Des avancées encore trop timides

Insuffisant, toutefois, aux yeux de la Fondation Abbé Pierre, ces avancées sont jugées trop « timides ». MaPrimeRénov’ pourrait financer également la végétalisation des toitures ou les revêtements réfléchissants, les bailleurs pourraient être contraints d’installer des dispositifs occultants sur les parois vitrées situées au sud, à l’est ou à l’ouest, la notion de confort d’été pourrait être intégrée à la décence… La Fondation Abbé Pierre émet ainsi 25 propositions diverses et variées pour améliorer le confort d’été. Car « l’État reste de glace» face à ce problème de santé publique qui a entraîné 20.000 consultations aux urgences en 2023 dont 10.000 suivies d’une hospitalisation, souvent des personnes vulnérables, comme les femmes enceintes, les personnes âgées ou atteintes d’une maladie chronique.

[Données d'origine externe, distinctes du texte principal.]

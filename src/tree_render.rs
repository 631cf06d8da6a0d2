//! ASCII tree rendering for solution folder hierarchies.

use crate::models::{ProjectKind, SolutionTreeNode};

const FOLDER: char = '▸';
const PROJECT: char = '●';
const WEBSITE: char = '◎';

/// Get the symbol for an entry kind.
fn kind_symbol(kind: &ProjectKind) -> char {
    match kind {
        ProjectKind::Folder => FOLDER,
        ProjectKind::File { .. } => PROJECT,
        ProjectKind::Website { .. } => WEBSITE,
    }
}

/// Render a solution tree as ASCII art with kind symbols.
///
/// Example output:
/// ```text
/// ▸ App
/// ├── ● App
/// └── ▸ Utils
///     └── ● Helpers
/// ▸ Common
/// └── ● Lib
/// ```
pub fn render_tree(nodes: &[SolutionTreeNode]) -> String {
    let mut output = String::new();
    for (i, node) in nodes.iter().enumerate() {
        let is_last = i == nodes.len() - 1;
        render_node(&mut output, node, "", is_last, true);
    }
    output
}

/// Recursively render a node and its children.
fn render_node(
    output: &mut String,
    node: &SolutionTreeNode,
    prefix: &str,
    is_last: bool,
    is_root: bool,
) {
    if !is_root {
        let branch = if is_last { "└── " } else { "├── " };
        output.push_str(prefix);
        output.push_str(branch);
    }
    output.push(kind_symbol(&node.project.kind));
    output.push(' ');
    output.push_str(&node.project.name);
    output.push('\n');

    let child_prefix = if is_root {
        String::new()
    } else {
        let continuation = if is_last { "    " } else { "│   " };
        format!("{}{}", prefix, continuation)
    };

    for (i, child) in node.children.iter().enumerate() {
        let child_is_last = i == node.children.len() - 1;
        render_node(output, child, &child_prefix, child_is_last, false);
    }
}

#[cfg(test)]
mod tests {
    use super::*;
    use crate::models::{Guid, Project};

    fn make_node(name: &str, folder: bool, children: Vec<SolutionTreeNode>) -> SolutionTreeNode {
        let guid = Guid::new_v4();
        let project = if folder {
            Project::folder(name, guid, "Test", "/work")
        } else {
            Project::new(
                Guid::parse("{FAE04EC0-301F-11D3-BF4B-00C04F79EFBC}").unwrap(),
                name,
                format!(r"{0}\{0}.csproj", name),
                guid,
                "Test",
                "/work",
            )
        };
        SolutionTreeNode { project, children }
    }

    #[test]
    fn test_single_root() {
        let tree = vec![make_node("App", false, vec![])];
        assert_eq!(render_tree(&tree), "● App\n");
    }

    #[test]
    fn test_with_children() {
        let tree = vec![make_node(
            "A",
            true,
            vec![
                make_node("ProjA", false, vec![]),
                make_node("Utils", true, vec![]),
            ],
        )];
        assert_eq!(render_tree(&tree), "▸ A\n├── ● ProjA\n└── ▸ Utils\n");
    }

    #[test]
    fn test_nested_children() {
        let tree = vec![
            make_node(
                "App",
                true,
                vec![
                    make_node(
                        "Utils",
                        true,
                        vec![
                            make_node("Helpers", false, vec![]),
                            make_node("Strings", false, vec![]),
                        ],
                    ),
                    make_node("App", false, vec![]),
                ],
            ),
            make_node("Common", true, vec![make_node("Lib", false, vec![])]),
        ];
        let expected = "▸ App\n├── ▸ Utils\n│   ├── ● Helpers\n│   └── ● Strings\n└── ● App\n▸ Common\n└── ● Lib\n";
        assert_eq!(render_tree(&tree), expected);
    }

    #[test]
    fn test_website_symbol() {
        let site = Project::new(
            Guid::parse("{E24C65DC-7377-472B-9ABA-BC803B73C61A}").unwrap(),
            "Site",
            "http://localhost/Site",
            Guid::new_v4(),
            "Test",
            "/work",
        );
        let tree = vec![SolutionTreeNode {
            project: site,
            children: vec![],
        }];
        assert_eq!(render_tree(&tree), "◎ Site\n");
    }
}
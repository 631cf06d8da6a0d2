use std::collections::HashSet;
use std::fmt;

use indexmap::IndexMap;
use serde::{Deserialize, Serialize};

use super::guid::Guid;

/// A `child = parent` nesting edge.
#[derive(Debug, Clone, PartialEq, Eq, Serialize, Deserialize)]
pub struct RelationInfo {
    pub child: Guid,
    pub parent: Guid,
}

/// The decoded `GlobalSection(NestedProjects)` of a solution.
///
/// Each child has at most one parent; edges keep insertion order, which is
/// the order they are written back out in.
#[derive(Debug, Clone, Default, PartialEq, Eq)]
pub struct NestedSection {
    edges: IndexMap<Guid, Guid>,
}

impl NestedSection {
    pub fn new() -> Self {
        Self::default()
    }

    /// Add an edge. Returns `false` and leaves the section unchanged when the
    /// child already has a parent.
    pub fn insert(&mut self, child: Guid, parent: Guid) -> bool {
        if self.edges.contains_key(&child) {
            return false;
        }
        self.edges.insert(child, parent);
        true
    }

    /// Move a child under a different parent, keeping its position.
    pub fn set_parent(&mut self, child: Guid, parent: Guid) {
        self.edges.insert(child, parent);
    }

    pub fn parent_of(&self, child: &Guid) -> Option<&Guid> {
        self.edges.get(child)
    }

    pub fn children_of<'a>(&'a self, parent: &'a Guid) -> impl Iterator<Item = &'a Guid> + 'a {
        self.edges
            .iter()
            .filter(move |(_, p)| *p == parent)
            .map(|(child, _)| child)
    }

    pub fn has_children(&self, parent: &Guid) -> bool {
        self.edges.values().any(|p| p == parent)
    }

    pub fn relations(&self) -> impl Iterator<Item = RelationInfo> + '_ {
        self.edges.iter().map(|(child, parent)| RelationInfo {
            child: child.clone(),
            parent: parent.clone(),
        })
    }

    pub fn len(&self) -> usize {
        self.edges.len()
    }

    pub fn is_empty(&self) -> bool {
        self.edges.is_empty()
    }

    /// Find a cycle reachable by following parent edges.
    ///
    /// Walks start from each child in insertion order; the returned nodes
    /// begin at the first node the walk revisited.
    pub fn find_cycle(&self) -> Option<Vec<Guid>> {
        let mut acyclic: HashSet<&Guid> = HashSet::new();

        for start in self.edges.keys() {
            if acyclic.contains(start) {
                continue;
            }

            let mut path: Vec<&Guid> = Vec::new();
            let mut on_path: HashSet<&Guid> = HashSet::new();
            let mut current = Some(start);

            while let Some(node) = current {
                if acyclic.contains(node) {
                    break;
                }
                if !on_path.insert(node) {
                    let entry = path.iter().position(|n| *n == node).unwrap_or(0);
                    return Some(path[entry..].iter().map(|g| (*g).clone()).collect());
                }
                path.push(node);
                current = self.edges.get(node);
            }

            acyclic.extend(path);
        }

        None
    }
}

impl FromIterator<RelationInfo> for NestedSection {
    fn from_iter<I: IntoIterator<Item = RelationInfo>>(iter: I) -> Self {
        let mut section = Self::new();
        for relation in iter {
            section.insert(relation.child, relation.parent);
        }
        section
    }
}

/// Writes the section as a `.sln` global section, one edge per line.
impl fmt::Display for NestedSection {
    fn fmt(&self, f: &mut fmt::Formatter<'_>) -> fmt::Result {
        write!(f, "\tGlobalSection(NestedProjects) = preSolution\r\n")?;
        for (child, parent) in &self.edges {
            write!(f, "\t\t{} = {}\r\n", child, parent)?;
        }
        write!(f, "\tEndGlobalSection\r\n")
    }
}
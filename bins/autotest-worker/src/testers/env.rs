// Interpreter environments for testers that need one, created by the worker
// before any tester process starts.
use anyhow::{Context, Result, bail};
use autotest_common::types::TesterSettings;
use std::collections::BTreeMap;
use std::path::{Path, PathBuf};
use tokio::process::Command;
use tracing::{info, instrument};

const DEFAULT_PYTHON_VERSION: &str = "3";

/// Whether testers of this type run inside a Python environment.
pub fn needs_environment(tester_type: &str) -> bool {
    matches!(tester_type, "py" | "jupyter")
}

pub struct EnvironmentProvisioner {
    /// Requirements file installed into every environment.
    base_requirements: Option<PathBuf>,
}

impl EnvironmentProvisioner {
    pub fn new(base_requirements: Option<PathBuf>) -> Self {
        Self { base_requirements }
    }

    /// Return the `_env` variables for `tester`, creating an environment at
    /// `<workspace>/.autotest_env_<index>` when none was provided.
    #[instrument(skip(self, tester, workspace, files_dir), fields(tester_type = %tester.tester_type))]
    pub async fn ensure(
        &self,
        tester: &TesterSettings,
        index: usize,
        workspace: &Path,
        files_dir: Option<&Path>,
    ) -> Result<BTreeMap<String, String>> {
        let mut env = tester.env.clone();
        if !needs_environment(&tester.tester_type) || env.contains_key("PYTHON") {
            return Ok(env);
        }

        let env_dir = workspace.join(format!(".autotest_env_{}", index));
        let version = tester
            .env_data
            .python_version
            .as_deref()
            .unwrap_or(DEFAULT_PYTHON_VERSION);

        run(
            Command::new(format!("python{}", version))
                .args(["-m", "venv", "--clear"])
                .arg(&env_dir),
        )
        .await
        .context("create tester environment failed")?;

        let mut install = Command::new(env_dir.join("bin").join("pip"));
        install.arg("install").arg("wheel");
        if let Some(requirements) = &self.base_requirements {
            install.arg("-r").arg(requirements);
        }
        if let Some(extra) = &tester.env_data.pip_requirements {
            install.args(extra.split_whitespace());
        }
        if let Some(file) = tester.env_data.pip_requirements_file.as_deref().filter(|f| !f.is_empty()) {
            let Some(files_dir) = files_dir else {
                bail!("create tester environment failed:\nno assignment files for {}", file);
            };
            install.arg("-r").arg(files_dir.join(file));
        }
        run(&mut install).await.context("create tester environment failed")?;

        let python = env_dir.join("bin").join("python3");
        info!(python = %python.display(), "Tester environment ready");
        env.insert("PYTHON".to_string(), python.to_string_lossy().into_owned());
        Ok(env)
    }
}

async fn run(cmd: &mut Command) -> Result<()> {
    let output = cmd
        .kill_on_drop(true)
        .output()
        .await
        .with_context(|| format!("Failed to start {:?}", cmd.as_std().get_program()))?;
    if !output.status.success() {
        bail!(
            "{:?} exited with {}\nDetails (captured stderr):\n{}",
            cmd.as_std().get_program(),
            output.status,
            String::from_utf8_lossy(&output.stderr)
        );
    }
    Ok(())
}
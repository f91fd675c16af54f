// Compiles Java sources and runs them with the JUnit console launcher
use super::junit::{self, CaseStatus, Detail};
use super::{Reporter, Test, Tester, TesterError, TesterOptions};
use autotest_common::types::TesterSpecs;
use std::collections::BTreeSet;
use std::path::{Path, PathBuf};
use std::process::{Command, Output};
use tempfile::TempDir;
use tracing::debug;

pub struct CompiledLanguageTester {
    specs: TesterSpecs,
    junit_jar: PathBuf,
    workdir: PathBuf,
    classpath: String,
    out_dir: Option<TempDir>,
    reports_dir: Option<TempDir>,
}

/// Resolve colon-separated glob patterns to real paths inside `base`.
///
/// Relative patterns are taken from `base`; matches outside of it, including
/// through symlinks, are dropped.
pub fn resolve_paths(patterns: &str, base: &Path) -> Vec<PathBuf> {
    let Ok(base) = base.canonicalize() else {
        return Vec::new();
    };
    let mut paths = Vec::new();
    for pattern in patterns.split(':').filter(|p| !p.is_empty()) {
        let absolute = base.join(pattern);
        let candidates: Vec<PathBuf> = if pattern.contains(['*', '?', '[']) {
            match glob::glob(&absolute.to_string_lossy()) {
                Ok(matches) => matches.flatten().collect(),
                Err(_) => continue,
            }
        } else {
            vec![absolute]
        };
        for path in candidates {
            if let Ok(real) = path.canonicalize() {
                if real.starts_with(&base) && !paths.contains(&real) {
                    paths.push(real);
                }
            }
        }
    }
    paths
}

fn join_paths(paths: &[PathBuf]) -> String {
    paths
        .iter()
        .map(|p| p.to_string_lossy())
        .collect::<Vec<_>>()
        .join(":")
}

fn stderr_of(output: &Output) -> String {
    String::from_utf8_lossy(&output.stderr).into_owned()
}

impl CompiledLanguageTester {
    pub fn new(specs: TesterSpecs, options: &TesterOptions) -> Result<Self, TesterError> {
        let workdir = std::env::current_dir()?;
        Self::in_dir(specs, options, workdir)
    }

    pub fn in_dir(specs: TesterSpecs, options: &TesterOptions, workdir: PathBuf) -> Result<Self, TesterError> {
        let junit_jar = options
            .junit_jar
            .clone()
            .ok_or_else(|| TesterError::Config("No JUnit launcher configured for the java tester".to_string()))?;
        let patterns = specs
            .test_data
            .classpath
            .clone()
            .filter(|c| !c.is_empty())
            .unwrap_or_else(|| ".".to_string());
        let classpath = join_paths(&resolve_paths(&patterns, &workdir));
        Ok(Self {
            specs,
            junit_jar,
            workdir,
            classpath,
            out_dir: None,
            reports_dir: None,
        })
    }

    /// `.java` files among the script files and `sources_path`.
    fn sources(&self) -> BTreeSet<PathBuf> {
        let mut patterns = self.specs.script_paths();
        if let Some(sources) = &self.specs.test_data.sources_path {
            patterns.push(sources.clone());
        }
        resolve_paths(&patterns.join(":"), &self.workdir)
            .into_iter()
            .filter(|p| p.extension().is_some_and(|ext| ext == "java"))
            .collect()
    }

    fn dirs(&self) -> Result<(&Path, &Path), TesterError> {
        match (&self.out_dir, &self.reports_dir) {
            (Some(out), Some(reports)) => Ok((out.path(), reports.path())),
            _ => Err(TesterError::Internal(anyhow::anyhow!("java tester used before setup"))),
        }
    }

    fn compile(&self) -> Result<Output, TesterError> {
        let (out_dir, _) = self.dirs()?;
        let output = Command::new("javac")
            .current_dir(&self.workdir)
            .arg("-cp")
            .arg(format!("{}:{}", self.classpath, self.junit_jar.display()))
            .arg("-d")
            .arg(out_dir)
            .args(self.sources())
            .output()
            .map_err(|e| TesterError::Execution(format!("Cannot run javac: {}", e)))?;
        Ok(output)
    }

    fn run_junit(&self) -> Result<Output, TesterError> {
        let (out_dir, reports_dir) = self.dirs()?;
        let classes = self.specs.script_paths().into_iter().filter_map(|file| {
            Path::new(&file)
                .file_stem()
                .map(|stem| format!("-c={}", stem.to_string_lossy()))
        });
        let output = Command::new("java")
            .current_dir(&self.workdir)
            .arg("-jar")
            .arg(&self.junit_jar)
            .arg(format!("-cp={}:{}", self.classpath, out_dir.display()))
            .arg(format!("--reports-dir={}", reports_dir.display()))
            .args(classes)
            .output()
            .map_err(|e| TesterError::Execution(format!("Cannot run java: {}", e)))?;
        Ok(output)
    }
}

impl Tester for CompiledLanguageTester {
    fn before_run(&mut self) -> Result<(), TesterError> {
        self.out_dir = Some(tempfile::Builder::new().prefix(".classes").tempdir_in(&self.workdir)?);
        self.reports_dir = Some(tempfile::Builder::new().prefix(".reports").tempdir_in(&self.workdir)?);
        Ok(())
    }

    fn run(&mut self, reporter: &mut Reporter<'_>) -> Result<(), TesterError> {
        let compiled = self.compile()?;
        if !compiled.stderr.is_empty() {
            return Err(TesterError::Execution(stderr_of(&compiled)));
        }
        let junit = self.run_junit()?;
        if !junit.stderr.is_empty() {
            return Err(TesterError::Execution(stderr_of(&junit)));
        }

        let (_, reports_dir) = self.dirs()?;
        for report in [junit::JUPITER_REPORT, junit::VINTAGE_REPORT] {
            let Some(cases) = junit::read_report(&reports_dir.join(report))? else {
                debug!(report, "No report for this engine");
                continue;
            };
            for case in cases.iter().filter(|c| !c.skipped) {
                let test = Test::new(case.full_name(), &self.specs.points)?;
                let result = test.run(|test| {
                    let (status, message) = case.outcome(Detail::summary);
                    Ok(match status {
                        CaseStatus::Success => test.passed(message),
                        CaseStatus::Failure => test.failed(message),
                        CaseStatus::Error => test.error(message),
                    })
                });
                reporter.report(&result)?;
            }
        }
        Ok(())
    }

    fn after_run(&mut self) {
        self.out_dir = None;
        self.reports_dir = None;
    }
}

#[cfg(test)]
mod tests {
    use super::*;
    use std::fs;

    #[test]
    fn test_resolve_paths_stays_inside_base() {
        let base = tempfile::tempdir().unwrap();
        let outside = tempfile::tempdir().unwrap();
        fs::create_dir(base.path().join("lib")).unwrap();
        fs::write(base.path().join("lib/a.jar"), "").unwrap();
        fs::write(base.path().join("lib/b.jar"), "").unwrap();
        fs::write(outside.path().join("c.jar"), "").unwrap();
        std::os::unix::fs::symlink(outside.path().join("c.jar"), base.path().join("lib/link.jar")).unwrap();

        let patterns = format!("lib/*.jar:{}/c.jar::", outside.path().display());
        let paths = resolve_paths(&patterns, base.path());

        let real_base = base.path().canonicalize().unwrap();
        assert_eq!(paths, vec![real_base.join("lib/a.jar"), real_base.join("lib/b.jar")]);
    }

    #[test]
    fn test_default_classpath_is_workspace() {
        let dir = tempfile::tempdir().unwrap();
        let specs: TesterSpecs =
            serde_json::from_value(serde_json::json!({"tester_type": "java", "test_data": {}})).unwrap();
        let options = TesterOptions {
            junit_jar: Some(PathBuf::from("/opt/junit.jar")),
            ..TesterOptions::default()
        };

        let tester = CompiledLanguageTester::in_dir(specs, &options, dir.path().to_path_buf()).unwrap();

        assert_eq!(tester.classpath, dir.path().canonicalize().unwrap().to_string_lossy());
    }

    #[test]
    fn test_sources_are_java_files_only() {
        let dir = tempfile::tempdir().unwrap();
        fs::write(dir.path().join("Test1.java"), "").unwrap();
        fs::create_dir(dir.path().join("src")).unwrap();
        fs::write(dir.path().join("src/Main.java"), "").unwrap();
        fs::write(dir.path().join("src/notes.txt"), "").unwrap();
        let specs: TesterSpecs = serde_json::from_value(serde_json::json!({
            "tester_type": "java",
            "test_data": {"script_files": ["Test1.java"], "sources_path": "src/*"}
        }))
        .unwrap();
        let options = TesterOptions {
            junit_jar: Some(PathBuf::from("/opt/junit.jar")),
            ..TesterOptions::default()
        };

        let tester = CompiledLanguageTester::in_dir(specs, &options, dir.path().to_path_buf()).unwrap();
        let sources = tester.sources();

        let real = dir.path().canonicalize().unwrap();
        assert_eq!(
            sources,
            BTreeSet::from([real.join("Test1.java"), real.join("src/Main.java")])
        );
    }

    #[test]
    fn test_missing_launcher_is_config_error() {
        let dir = tempfile::tempdir().unwrap();
        let specs = TesterSpecs {
            tester_type: "java".to_string(),
            ..TesterSpecs::default()
        };

        let err = CompiledLanguageTester::in_dir(specs, &TesterOptions::default(), dir.path().to_path_buf());

        assert!(matches!(err, Err(TesterError::Config(_))));
    }
}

Pour appuyer son discours, la Fondation Abbé Pierre fournit quelques chiffres. « En l’absence de politique d’adaptation suffisante la mortalité européenne liée à la chaleur pourrait continuer à augmenter, pour atteindre 68.000 décès en moyenne chaque été d’ici 2030, 94.000 d’ici 2040 et 120.000 décès d’ici 2100. » Santé publique France a réalisé des estimations à la surmortalité engendrée par les vagues de chaleur : le coût cumulé entre 2015 et 2020 est estimé entre 16 et 30 milliards d’euros. La facture pourrait toutefois enfler, avec un coût oscillant de 7 à 12 milliards par an en moyenne en France.

Pour répondre au défi du réchauffement climatique et enrayer l’explosion d’une climatisation énergivore (+75% de climatisations installées dans les résidences principales entre 2013 et 2020), la Fondation Abbé Pierre réclame une véritable prise en compte du confort d’été dans la rénovation énergétique. « L’adaptation n’a jusqu’ici pas été au cœur de nos politiques publiques de rénovation, qui se sont principalement intéressées à la réduction de la consommation d’énergie, à la décarbonation de nos modes de chauffage et au maintien d’une température minimale. » Autrement dit, favoriser, encore et toujours, une approche ambitieuse de la rénovation.